Would the rate of change of acceleration of the two projectiles have any effect on their overall trajectories even though both would have the same muzzle energy, as in attain the same velocity as they exit the end of the barrel?

Your third paragraph sets a condition by which I would answer "no, their trajectories are the same". I believe it is irrelevant "how" the projectiles attain a given velocity, so since you specify they have the same velocity (and I assume you mean same vector too), then there is no difference.

The apparent assumption you make in the third paragraph is not necessarily supported by the conditions you describe in your preceding text. If we are discussing a rifle, for example, then there is rifling (the spiral grooves that impart spin on the bullet) inside the barrel. If the propellant has accelerated the bullet to the maximum it is capable of halfway up the barrel, then the bullet is going to lose inertia through friction with the barrel during the second half of this journey. For this bullet to have the same velocity exiting the barrel as one accelerating the full length of the barrel, it would have to achieve a higher velocity at the halfway point to have the same velocity as the other bullet when it exits the barrel.

Let propellant "A" represent one which accelerates the bullet the full length of the barrel, and propellant "B" be the one which accelerates for only half this trip. For both rifles to expel a bullet at the same velocity, "B" would have to produce a more violent expansion than "A" (to achieve a higher halfway velocity), but be a smaller quantity so that it expends its energy while the bullet is only halfway down the barrel.

Does that make sense?

 

[Chaffers]

Yes it makes sense...

Maybe muzzle energy was the wrong term to use as clearly propellant A has a greater energy component. The rate of change of momentum with time would be far greater for bullet A compared to B.

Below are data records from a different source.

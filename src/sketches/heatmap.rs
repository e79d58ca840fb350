//! Two-dimensional histograms over a pair of columns.

use crate::buckets::BucketsDescription;
use crate::monoid::Monoid;
use crate::ops::Sketch;
use crate::table::Table;
use serde::{Deserialize, Serialize};

/// Row-major grid of counts: cell `(x, y)` is at `x * y_count + y`.
///
/// A row missing either coordinate counts as missing; otherwise a row with either coordinate
/// outside its buckets counts as out of range.
#[derive(Clone, Debug, PartialEq, Eq, Serialize, Deserialize)]
pub struct Heatmap {
    x_count: usize,
    y_count: usize,
    cells: Vec<u64>,
    missing: u64,
    out_of_range: u64,
}

impl Heatmap {
    #[must_use]
    pub fn zeros(x_count: usize, y_count: usize) -> Self {
        Self {
            x_count,
            y_count,
            cells: vec![0; x_count * y_count],
            missing: 0,
            out_of_range: 0,
        }
    }

    #[must_use]
    pub const fn dimensions(&self) -> (usize, usize) {
        (self.x_count, self.y_count)
    }

    /// Count in cell `(x, y)`; zero outside the grid.
    #[must_use]
    pub fn count(&self, x: usize, y: usize) -> u64 {
        if x >= self.x_count || y >= self.y_count {
            return 0;
        }
        self.cells[x * self.y_count + y]
    }

    #[must_use]
    pub const fn missing(&self) -> u64 {
        self.missing
    }

    #[must_use]
    pub const fn out_of_range(&self) -> u64 {
        self.out_of_range
    }

    #[must_use]
    pub fn total(&self) -> u64 {
        self.cells.iter().sum::<u64>() + self.missing + self.out_of_range
    }

    /// Per-x totals: the histogram of the x column restricted to rows inside the grid.
    #[must_use]
    pub fn x_marginal(&self) -> Vec<u64> {
        self.cells
            .chunks(self.y_count.max(1))
            .map(|row| row.iter().sum())
            .collect()
    }

    /// # Panics
    /// When the dimensions differ.
    #[must_use]
    pub fn merge(&self, other: &Self) -> Self {
        assert_eq!(
            self.dimensions(),
            other.dimensions(),
            "merging heatmaps with different dimensions"
        );
        Self {
            x_count: self.x_count,
            y_count: self.y_count,
            cells: self
                .cells
                .iter()
                .zip(&other.cells)
                .map(|(a, b)| a + b)
                .collect(),
            missing: self.missing + other.missing,
            out_of_range: self.out_of_range + other.out_of_range,
        }
    }
}

pub struct HeatmapSketch<X, Y> {
    x_column: String,
    y_column: String,
    x_buckets: X,
    y_buckets: Y,
}

impl<X: BucketsDescription, Y: BucketsDescription> HeatmapSketch<X, Y> {
    pub fn new(
        x_column: impl Into<String>,
        x_buckets: X,
        y_column: impl Into<String>,
        y_buckets: Y,
    ) -> Self {
        Self {
            x_column: x_column.into(),
            y_column: y_column.into(),
            x_buckets,
            y_buckets,
        }
    }
}

impl<X: BucketsDescription, Y: BucketsDescription> Monoid for HeatmapSketch<X, Y> {
    type Item = Heatmap;

    fn zero(&self) -> Heatmap {
        Heatmap::zeros(self.x_buckets.bucket_count(), self.y_buckets.bucket_count())
    }

    fn add(&self, left: &Heatmap, right: &Heatmap) -> Heatmap {
        left.merge(right)
    }
}

impl<X, Y> Sketch<Table> for HeatmapSketch<X, Y>
where
    X: BucketsDescription + 'static,
    Y: BucketsDescription + 'static,
{
    fn create(&self, table: &Table) -> anyhow::Result<Heatmap> {
        let xs = table.column(&self.x_column)?;
        let ys = table.column(&self.y_column)?;
        let mut map = self.zero();
        for row in table.members() {
            let (Some(x), Some(y)) = (xs.value(row), ys.value(row)) else {
                map.missing += 1;
                continue;
            };
            match (self.x_buckets.index_of(&x), self.y_buckets.index_of(&y)) {
                (Some(i), Some(j)) => map.cells[i * map.y_count + j] += 1,
                _ => map.out_of_range += 1,
            }
        }
        Ok(map)
    }
}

My thinking was that propellant A, being of higher quantity but a lower rate of expansion would give rise to a jerk which may well still be positive (as in the acceleration of the bullet is still increasing, even though at a lower rate compared with the bullets position nearer the firing chamber) as the bullet exits the barrel...

Given that snapshot in time where both bullets are about to exit the barrel propellant B's bullet would clearly be decelerating, even before air resistance took effect.

What of propellant A though which still appears to have a positive rate of change of acceleration?

I doubt the effect would last long, if indeed it has any effect, but is it possible that propellant A's bullet continues to accelerate past the end of the barrel despite not having a force directly acting upon it?

 

[rcgldr]

but is it possible that propellant A's bullet continues to accelerate past the end of the barrel despite not having a force directly acting upon it?

No, it needs a force to accelerate. The expansion of gases would apply some force to the bullet for a short distance past the end of the barrel, but there is also the air that has been compressed in the barrel just in front of the bullet that is adding to the deceleration force. I don't know how close to the end of the barrel the point of net decleration on the bullet occurs. Anyway, the difference in trajectory would be due to the diffference in net forces on the bullets in the two cases.